### Action item
Copy out each line below that has the word "cols" in it.

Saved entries
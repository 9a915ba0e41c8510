use faer::prelude::SpSolverLstsq;
use serde::{Deserialize, Serialize};

use crate::error::AlignError;
use crate::landmark::Point2;

/// Number of terms of the second order bivariate polynomial.
pub const POLY_TERMS: usize = 6;

/// A pair of second order polynomials `u(x, y)`, `v(x, y)`.
///
/// Inputs are normalized as `xn = (x - origin_x) / scale` before evaluating
/// `c0 + c1 xn + c2 yn + c3 xn^2 + c4 xn yn + c5 yn^2`.
#[derive(Debug, Clone, PartialEq, Serialize, Deserialize)]
pub struct PolynomialModel {
    /// Coefficients of the x polynomial.
    pub u: [f64; POLY_TERMS],
    /// Coefficients of the y polynomial.
    pub v: [f64; POLY_TERMS],
    /// Normalization origin.
    pub origin: Point2,
    /// Normalization scale.
    pub scale: f64,
}

fn basis(x: f64, y: f64) -> [f64; POLY_TERMS] {
    [1.0, x, y, x * x, x * y, y * y]
}

impl PolynomialModel {
    /// The identity map.
    pub fn identity() -> Self {
        Self {
            u: [0.0, 1.0, 0.0, 0.0, 0.0, 0.0],
            v: [0.0, 0.0, 1.0, 0.0, 0.0, 0.0],
            origin: [0.0, 0.0],
            scale: 1.0,
        }
    }

    /// Evaluate the map at `(x, y)`.
    pub fn map(&self, x: f64, y: f64) -> (f64, f64) {
        let xn = (x - self.origin[0]) / self.scale;
        let yn = (y - self.origin[1]) / self.scale;
        let terms = basis(xn, yn);
        let eval = |coeffs: &[f64; POLY_TERMS]| -> f64 {
            coeffs.iter().zip(terms.iter()).map(|(c, t)| c * t).sum()
        };
        (eval(&self.u), eval(&self.v))
    }
}

/// Fits a point mapping through landmark correspondences.
pub trait SpatialSolver: Send + Sync {
    /// Smallest number of correspondences the solver accepts.
    fn min_landmarks(&self) -> usize;

    /// Fit a model mapping every `from[i]` close to `to[i]`.
    fn solve(&self, from: &[Point2], to: &[Point2]) -> Result<PolynomialModel, AlignError>;
}

/// Least squares fit of the second order polynomial model using a QR decomposition.
///
/// # Example
///
/// ```
/// use flicker_align::{LeastSquaresSolver, SpatialSolver};
///
/// let from: Vec<[f64; 2]> = (0..9)
///     .map(|i| [(i % 3) as f64 * 10.0, (i / 3) as f64 * 10.0])
///     .collect();
/// let to: Vec<[f64; 2]> = from.iter().map(|p| [p[0] + 5.0, p[1] - 2.0]).collect();
///
/// let model = LeastSquaresSolver.solve(&from, &to).unwrap();
/// let (x, y) = model.map(7.0, 3.0);
/// assert!((x - 12.0).abs() < 1e-6 && (y - 1.0).abs() < 1e-6);
/// ```
#[derive(Debug, Clone, Copy, Default)]
pub struct LeastSquaresSolver;

impl SpatialSolver for LeastSquaresSolver {
    fn min_landmarks(&self) -> usize {
        POLY_TERMS
    }

    fn solve(&self, from: &[Point2], to: &[Point2]) -> Result<PolynomialModel, AlignError> {
        if from.len() != to.len() {
            return Err(AlignError::InvalidLandmarks(format!(
                "{} source points but {} target points",
                from.len(),
                to.len()
            )));
        }
        let n = from.len();
        if n < POLY_TERMS {
            return Err(AlignError::InsufficientLandmarks {
                needed: POLY_TERMS,
                got: n,
            });
        }

        let origin = [
            from.iter().map(|p| p[0]).sum::<f64>() / n as f64,
            from.iter().map(|p| p[1]).sum::<f64>() / n as f64,
        ];
        let scale = from
            .iter()
            .map(|p| (p[0] - origin[0]).abs().max((p[1] - origin[1]).abs()))
            .fold(0.0, f64::max);
        if scale == 0.0 || !scale.is_finite() {
            return Err(AlignError::SolveFailed(
                "landmarks do not span an area".to_string(),
            ));
        }

        // construct the design matrix and the two right hand sides
        let mut mat_a = faer::Mat::<f64>::zeros(n, POLY_TERMS);
        let mut mat_b = faer::Mat::<f64>::zeros(n, 2);
        for (i, (p, q)) in from.iter().zip(to.iter()).enumerate() {
            let terms = basis((p[0] - origin[0]) / scale, (p[1] - origin[1]) / scale);
            for (j, t) in terms.iter().enumerate() {
                mat_a.write(i, j, *t);
            }
            mat_b.write(i, 0, q[0]);
            mat_b.write(i, 1, q[1]);
        }

        let params = mat_a.qr().solve_lstsq(mat_b);
        let (col_u, col_v) = (params.col(0), params.col(1));

        let mut u = [0.0; POLY_TERMS];
        let mut v = [0.0; POLY_TERMS];
        for (k, (uk, vk)) in u.iter_mut().zip(v.iter_mut()).enumerate() {
            *uk = col_u[k];
            *vk = col_v[k];
        }

        if u.iter().chain(v.iter()).any(|c| !c.is_finite()) {
            return Err(AlignError::SolveFailed(
                "least squares produced non-finite coefficients".to_string(),
            ));
        }

        let model = PolynomialModel {
            u,
            v,
            origin,
            scale,
        };

        let rms = (from
            .iter()
            .zip(to.iter())
            .map(|(p, q)| {
                let (x, y) = model.map(p[0], p[1]);
                (x - q[0]).powi(2) + (y - q[1]).powi(2)
            })
            .sum::<f64>()
            / n as f64)
            .sqrt();
        if !rms.is_finite() {
            return Err(AlignError::SolveFailed("residual is not finite".to_string()));
        }
        log::debug!("polynomial fit over {n} landmarks, rms residual {rms:.3}");

        Ok(model)
    }
}

#[cfg(test)]
mod tests {
    use super::*;
    use approx::assert_relative_eq;

    fn grid() -> Vec<Point2> {
        (0..16)
            .map(|i| [(i % 4) as f64 * 30.0 + 5.0, (i / 4) as f64 * 25.0 + 10.0])
            .collect()
    }

    #[test]
    fn recovers_quadratic() -> Result<(), AlignError> {
        let f = |x: f64, y: f64| {
            (
                3.0 + 1.1 * x - 0.2 * y + 0.001 * x * x,
                -4.0 + 0.1 * x + 0.9 * y + 0.002 * x * y,
            )
        };
        let from = grid();
        let to: Vec<Point2> = from
            .iter()
            .map(|p| {
                let (u, v) = f(p[0], p[1]);
                [u, v]
            })
            .collect();

        let model = LeastSquaresSolver.solve(&from, &to)?;
        for (x, y) in [(12.0, 40.0), (60.0, 70.0), (90.0, 15.0)] {
            let (u, v) = model.map(x, y);
            let (eu, ev) = f(x, y);
            assert_relative_eq!(u, eu, epsilon = 1e-6);
            assert_relative_eq!(v, ev, epsilon = 1e-6);
        }
        Ok(())
    }

    #[test]
    fn insufficient() {
        let from = vec![[0.0, 0.0]; 5];
        assert_eq!(
            LeastSquaresSolver.solve(&from, &from),
            Err(AlignError::InsufficientLandmarks { needed: 6, got: 5 })
        );
    }

    #[test]
    fn degenerate() {
        let from = vec![[3.0, 3.0]; 8];
        assert!(matches!(
            LeastSquaresSolver.solve(&from, &from),
            Err(AlignError::SolveFailed(_))
        ));
    }

    #[test]
    fn identity_model() {
        assert_eq!(PolynomialModel::identity().map(4.0, -2.0), (4.0, -2.0));
    }
}
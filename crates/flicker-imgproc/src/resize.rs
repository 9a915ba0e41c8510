use fast_image_resize as fr;
use flicker_image::{ImageError, ImageSize, Raster};
use serde::{Deserialize, Serialize};

/// Scaling algorithm used by [`resample`].
#[derive(Debug, Clone, Copy, PartialEq, Eq, Default, Serialize, Deserialize)]
pub enum ResampleMode {
    /// Nearest neighbor.
    #[default]
    Nearest,
    /// Box filter averaging over the covered source area.
    Area,
}

/// Bounds applied to a requested zoom magnification.
#[derive(Debug, Clone, Copy, PartialEq, Serialize, Deserialize)]
pub struct ZoomPolicy {
    /// Smallest allowed magnification.
    pub min: f64,
    /// Largest allowed magnification.
    pub max: f64,
}

impl Default for ZoomPolicy {
    fn default() -> Self {
        Self {
            min: 0.125,
            max: 8.0,
        }
    }
}

impl ZoomPolicy {
    /// Clamp a magnification into `[min, max]`. Non-finite values map to 1.
    pub fn clamp(&self, mag: f64) -> f64 {
        if !mag.is_finite() {
            return 1.0;
        }
        mag.clamp(self.min, self.max)
    }
}

/// Aspect-locked target size for a zoom by `mag`, after applying `policy`.
///
/// Both sides are scaled by the same clamped factor and rounded, never below one pixel.
///
/// # Example
///
/// ```
/// use flicker_imgproc::resize::{zoom_size, ZoomPolicy};
///
/// let size = zoom_size([100, 50].into(), 0.5, &ZoomPolicy::default());
/// assert_eq!((size.width, size.height), (50, 25));
///
/// let size = zoom_size([100, 50].into(), 100.0, &ZoomPolicy::default());
/// assert_eq!((size.width, size.height), (800, 400));
/// ```
pub fn zoom_size(size: ImageSize, mag: f64, policy: &ZoomPolicy) -> ImageSize {
    let mag = policy.clamp(mag);
    let scale = |v: usize| ((v as f64 * mag).round() as usize).max(1);
    ImageSize {
        width: scale(size.width),
        height: scale(size.height),
    }
}

fn to_bytes(raster: &Raster) -> Vec<u8> {
    raster
        .as_slice()
        .iter()
        .flat_map(|p| p.to_le_bytes())
        .collect()
}

/// Resample a packed raster into `dst`, whose size is the target size.
///
/// The four bytes of each pixel are scaled as independent channels with the
/// [fast_image_resize](https://crates.io/crates/fast_image_resize) crate.
///
/// # Arguments
///
/// * `src` - The source raster.
/// * `dst` - The destination raster, already allocated at the new size.
/// * `mode` - The scaling algorithm.
///
/// # Errors
///
/// Returns [`ImageError::EmptyImage`] if either raster has no pixels, or
/// [`ImageError::ResampleError`] if the resizer rejects the buffers.
///
/// # Example
///
/// ```
/// use flicker_image::Raster;
/// use flicker_imgproc::resize::{resample, ResampleMode};
///
/// let src = Raster::from_size_val([4, 4].into(), 0xFF10_2030).unwrap();
/// let mut dst = Raster::from_size_val([2, 2].into(), 0).unwrap();
/// resample(&src, &mut dst, ResampleMode::Area).unwrap();
/// assert!(dst.as_slice().iter().all(|&p| p == 0xFF10_2030));
/// ```
pub fn resample(src: &Raster, dst: &mut Raster, mode: ResampleMode) -> Result<(), ImageError> {
    if src.size().area() == 0 {
        return Err(ImageError::EmptyImage(src.cols(), src.rows()));
    }
    if dst.size().area() == 0 {
        return Err(ImageError::EmptyImage(dst.cols(), dst.rows()));
    }

    if src.size() == dst.size() {
        dst.as_slice_mut().copy_from_slice(src.as_slice());
        return Ok(());
    }

    let src_bytes = to_bytes(src);
    let src_image = fr::images::ImageRef::new(
        src.width() as u32,
        src.height() as u32,
        &src_bytes,
        fr::PixelType::U8x4,
    )
    .map_err(|e| ImageError::ResampleError(e.to_string()))?;

    let mut dst_bytes = vec![0u8; dst.size().area() * 4];
    let mut dst_image = fr::images::Image::from_slice_u8(
        dst.width() as u32,
        dst.height() as u32,
        &mut dst_bytes,
        fr::PixelType::U8x4,
    )
    .map_err(|e| ImageError::ResampleError(e.to_string()))?;

    let alg = match mode {
        ResampleMode::Nearest => fr::ResizeAlg::Nearest,
        ResampleMode::Area => fr::ResizeAlg::Convolution(fr::FilterType::Box),
    };
    // alpha is an ordinary channel here, no premultiplication
    let options = fr::ResizeOptions::new().resize_alg(alg).use_alpha(false);

    fr::Resizer::new()
        .resize(&src_image, &mut dst_image, &options)
        .map_err(|e| ImageError::ResampleError(e.to_string()))?;

    dst.as_slice_mut()
        .iter_mut()
        .zip(dst_bytes.chunks_exact(4))
        .for_each(|(p, b)| *p = u32::from_le_bytes([b[0], b[1], b[2], b[3]]));

    Ok(())
}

### Your solution
        return Err(ImageError::EmptyImage(src.cols(), src.rows()));
        return Err(ImageError::EmptyImage(dst.cols(), dst.rows()));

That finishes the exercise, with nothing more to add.